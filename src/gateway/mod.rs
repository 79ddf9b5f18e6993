pub mod handlers;
pub mod openapi;
pub mod services;
pub mod state;
pub mod types;

use std::sync::Arc;

use anyhow::Context;
use axum::{
    Router,
    routing::{get, post},
};
use tokio::net::TcpListener;
use tower_http::trace::{DefaultMakeSpan, DefaultOnResponse, TraceLayer};
use tracing::Level;
use utoipa::OpenApi;
use utoipa_swagger_ui::SwaggerUi;

use crate::config::GatewayConfig;
use state::AppState;

/// Build the full router over `state`
pub fn build_router(state: Arc<AppState>) -> Router {
    Router::new()
        .route("/", get(handlers::index))
        .route("/health", get(handlers::health_check))
        // Users
        .route("/users/register", post(handlers::register_user))
        .route("/users/{id}", get(handlers::get_user))
        // Products
        .route("/products", post(handlers::create_product))
        .route("/products/{id}", get(handlers::get_product))
        // Orders
        .route("/orders", post(handlers::create_order))
        .route("/orders/{id}", get(handlers::get_order))
        .with_state(state)
        // OpenAPI / Swagger UI (stateless, added after with_state)
        .merge(SwaggerUi::new("/docs").url("/api-docs/openapi.json", openapi::ApiDoc::openapi()))
        .layer(
            TraceLayer::new_for_http()
                .make_span_with(DefaultMakeSpan::new().level(Level::INFO))
                .on_response(DefaultOnResponse::new().level(Level::INFO)),
        )
}

/// Start HTTP gateway server
pub async fn run_server(config: &GatewayConfig, state: Arc<AppState>) -> anyhow::Result<()> {
    let store_name = state.store.name();
    let app = build_router(state);

    let addr = format!("{}:{}", config.host, config.port);
    let listener = TcpListener::bind(&addr).await.with_context(|| {
        format!(
            "Failed to bind to {} (port {} may already be in use)",
            addr, config.port
        )
    })?;

    tracing::info!("🚀 Server is running on http://{}", addr);
    tracing::info!("📖 API Docs: http://{}/docs", addr);
    tracing::info!("🗄️  Document store: {}", store_name);

    axum::serve(listener, app).await.context("Server error")?;
    Ok(())
}
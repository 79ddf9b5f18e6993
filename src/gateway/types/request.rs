//! Request body handling
//!
//! Bodies are accepted as free-form JSON. Anything that is not a JSON object
//! is rejected the same way a schema failure is: 400 with a validation body.

use axum::{Json, extract::rejection::JsonRejection};
use serde_json::Value;

use super::response::ApiError;
use crate::store::{Collection, Document, ValidationError};

pub fn document_from_body(
    collection: Collection,
    body: Result<Json<Value>, JsonRejection>,
) -> Result<Document, ApiError> {
    let Json(value) = body.map_err(|e| {
        ApiError::Validation(ValidationError::malformed_body(collection, e.body_text()))
    })?;

    match value {
        Value::Object(doc) => Ok(doc),
        _ => Err(ApiError::Validation(ValidationError::malformed_body(
            collection,
            "request body must be a JSON object",
        ))),
    }
}
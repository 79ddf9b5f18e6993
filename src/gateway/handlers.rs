//! HTTP handlers
//!
//! Thin adapters: parse the request, call a service, map the outcome.

pub mod health;
pub mod order;
pub mod record;

pub use health::{HealthResponse, WELCOME, health_check, index};
pub use order::{create_order, get_order};
pub use record::{create_product, get_product, get_user, register_user};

:: What to work on ::
Checking the material above line by line, count those that include the string "format". Give the number alone.

:: Task answer ::
2